2016-03-19 Thread Igor Kalnitsky
Hey Fuelers,

As you might know recently we encounter a lot of random test failures
on CI, and they are still there (likely with a bit less probability).
A nature of that random failures is actually not a random, they are
happened because of so called fake threads.

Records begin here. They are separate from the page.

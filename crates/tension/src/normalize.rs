use core_types::RiskDirection;

/// Minimum number of usable observations a history must hold before
/// percentile ranking engages. Below this, every query is neutral.
pub const MIN_HISTORY: usize = 8;

/// Percentile returned whenever a history carries no ranking information.
const NEUTRAL: f64 = 0.5;

/// Ranks `current` against a component's own observation history.
///
/// The rank is the share of strictly smaller observations over `n - 1`, so a
/// history's minimum lands at 0.0 and a unique maximum at 1.0. Non-finite
/// history entries are ignored; the result is clipped to `[0, 1]` because a
/// query above every observation would otherwise overshoot.
///
/// Neutral 0.5 is returned when the query is non-finite, fewer than
/// [`MIN_HISTORY`] usable observations exist, or the history has zero spread.
pub fn percentile_rank(history: &[f64], current: f64) -> f64 {
    if !current.is_finite() {
        return NEUTRAL;
    }

    let mut usable = 0usize;
    let mut below = 0usize;
    let mut min = f64::INFINITY;
    let mut max = f64::NEG_INFINITY;
    for &value in history {
        if !value.is_finite() {
            continue;
        }
        usable += 1;
        if value < current {
            below += 1;
        }
        if value < min {
            min = value;
        }
        if value > max {
            max = value;
        }
    }

    if usable < MIN_HISTORY || min == max {
        return NEUTRAL;
    }

    let rank = below as f64 / (usable - 1) as f64;
    rank.clamp(0.0, 1.0)
}

/// Maps a percentile rank to a 0-100 risk contribution.
///
/// For `HigherIsWorse` components a high rank means a high risk; for
/// `LowerIsWorse` components the mapping is mirrored.
pub fn risk_contribution(direction: RiskDirection, percentile: f64) -> f64 {
    match direction {
        RiskDirection::HigherIsWorse => 100.0 * percentile,
        RiskDirection::LowerIsWorse => 100.0 * (1.0 - percentile),
    }
}

#[cfg(test)]
mod tests {
    use super::*;

    const EPS: f64 = 1e-9;

    #[test]
    fn short_history_is_neutral() {
        let history = [1.0, 2.0, 3.0, 4.0, 5.0, 6.0, 7.0];
        assert!((percentile_rank(&history, 7.0) - 0.5).abs() < EPS);
        assert!((percentile_rank(&history, 1.0) - 0.5).abs() < EPS);
    }

    #[test]
    fn historical_minimum_ranks_zero() {
        let history = [-1.0, -0.5, 0.0, 0.5, 1.0, -1.0, -0.5, 0.0];
        let rank = percentile_rank(&history, -1.0);
        assert!(rank.abs() < EPS, "minimum must rank 0.0, got {}", rank);
    }

    #[test]
    fn historical_maximum_ranks_one() {
        let history = [10.0, 12.0, 14.0, 16.0, 18.0, 20.0, 22.0, 24.0];
        let rank = percentile_rank(&history, 24.0);
        assert!((rank - 1.0).abs() < EPS, "maximum must rank 1.0, got {}", rank);
    }

    #[test]
    fn rank_is_monotone_in_the_query() {
        let history = [10.0, 12.0, 14.0, 16.0, 18.0, 20.0, 22.0, 24.0];
        let mut previous = -1.0;
        for current in [10.0, 13.0, 16.0, 19.0, 24.0, 30.0] {
            let rank = percentile_rank(&history, current);
            assert!(
                rank >= previous,
                "rank must not decrease as the query grows, {} < {}",
                rank,
                previous
            );
            previous = rank;
        }
    }

    #[test]
    fn rank_clips_when_query_exceeds_history() {
        let history = [1.0, 2.0, 3.0, 4.0, 5.0, 6.0, 7.0, 8.0];
        let rank = percentile_rank(&history, 100.0);
        assert!((rank - 1.0).abs() < EPS, "overshoot must clip to 1.0");
    }

    #[test]
    fn zero_spread_history_is_neutral() {
        let history = [5.0; 8];
        assert!((percentile_rank(&history, 5.0) - 0.5).abs() < EPS);
        assert!((percentile_rank(&history, 9.0) - 0.5).abs() < EPS);
    }

    #[test]
    fn non_finite_query_is_neutral() {
        let history = [1.0, 2.0, 3.0, 4.0, 5.0, 6.0, 7.0, 8.0];
        assert!((percentile_rank(&history, f64::NAN) - 0.5).abs() < EPS);
        assert!((percentile_rank(&history, f64::INFINITY) - 0.5).abs() < EPS);
    }

    #[test]
    fn history_gaps_are_ignored() {
        let full = [1.0, 2.0, 3.0, 4.0, 5.0, 6.0, 7.0, 8.0];
        let gappy = [
            1.0,
            f64::NAN,
            2.0,
            3.0,
            4.0,
            5.0,
            6.0,
            7.0,
            f64::NAN,
            8.0,
        ];
        assert!((percentile_rank(&gappy, 6.0) - percentile_rank(&full, 6.0)).abs() < EPS);

        // Seven usable values once the gap is dropped, so back to neutral.
        let short = [1.0, 2.0, 3.0, f64::NAN, 4.0, 5.0, 6.0, 7.0];
        assert!((percentile_rank(&short, 7.0) - 0.5).abs() < EPS);
    }

    #[test]
    fn duplicated_minimum_still_ranks_zero() {
        let history = [-1.0, -1.0, 0.0, 1.0, 2.0, 3.0, 4.0, 5.0];
        assert!(percentile_rank(&history, -1.0).abs() < EPS);
    }

    #[test]
    fn polarity_mapping_follows_direction() {
        let hi = risk_contribution(RiskDirection::HigherIsWorse, 0.25);
        let lo = risk_contribution(RiskDirection::LowerIsWorse, 0.25);
        assert!((hi - 25.0).abs() < EPS);
        assert!((lo - 75.0).abs() < EPS);
    }

    #[test]
    fn polarity_mapping_is_symmetric() {
        for percentile in [0.0, 0.25, 0.5, 0.75, 1.0] {
            let hi = risk_contribution(RiskDirection::HigherIsWorse, percentile);
            let lo = risk_contribution(RiskDirection::LowerIsWorse, 1.0 - percentile);
            assert!(
                (hi - lo).abs() < EPS,
                "mirrored percentiles must agree at p={}",
                percentile
            );
            let sum = risk_contribution(RiskDirection::HigherIsWorse, percentile)
                + risk_contribution(RiskDirection::LowerIsWorse, percentile);
            assert!((sum - 100.0).abs() < EPS);
        }
    }
}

Fake threads, actually, ain't fake at all. They are native OS threads
that are designed to emulate Astute behaviour (i.e. catch RPC call and
respond with appropriate message). Since they are native threads and
we use SQLAlchemy's scoped_session, fake threads are using a separate
database session, hence - transaction. That leads to the following
issues:

* Races. We don't know when threads are switched, therefore, we don't
know what's committed and what's not. Some Nailgun tests sends
something via RPC (catched by fake threads) and immediately checks
something. The issue is, we can't guarantee fake threads is already
committed produced result. That could be avoided by waiting for
'ready' status of created nailgun task, however, it's better to simply
do not use fake threads in that case and simply call appropriate
Nailgun receiver's method directly in the test.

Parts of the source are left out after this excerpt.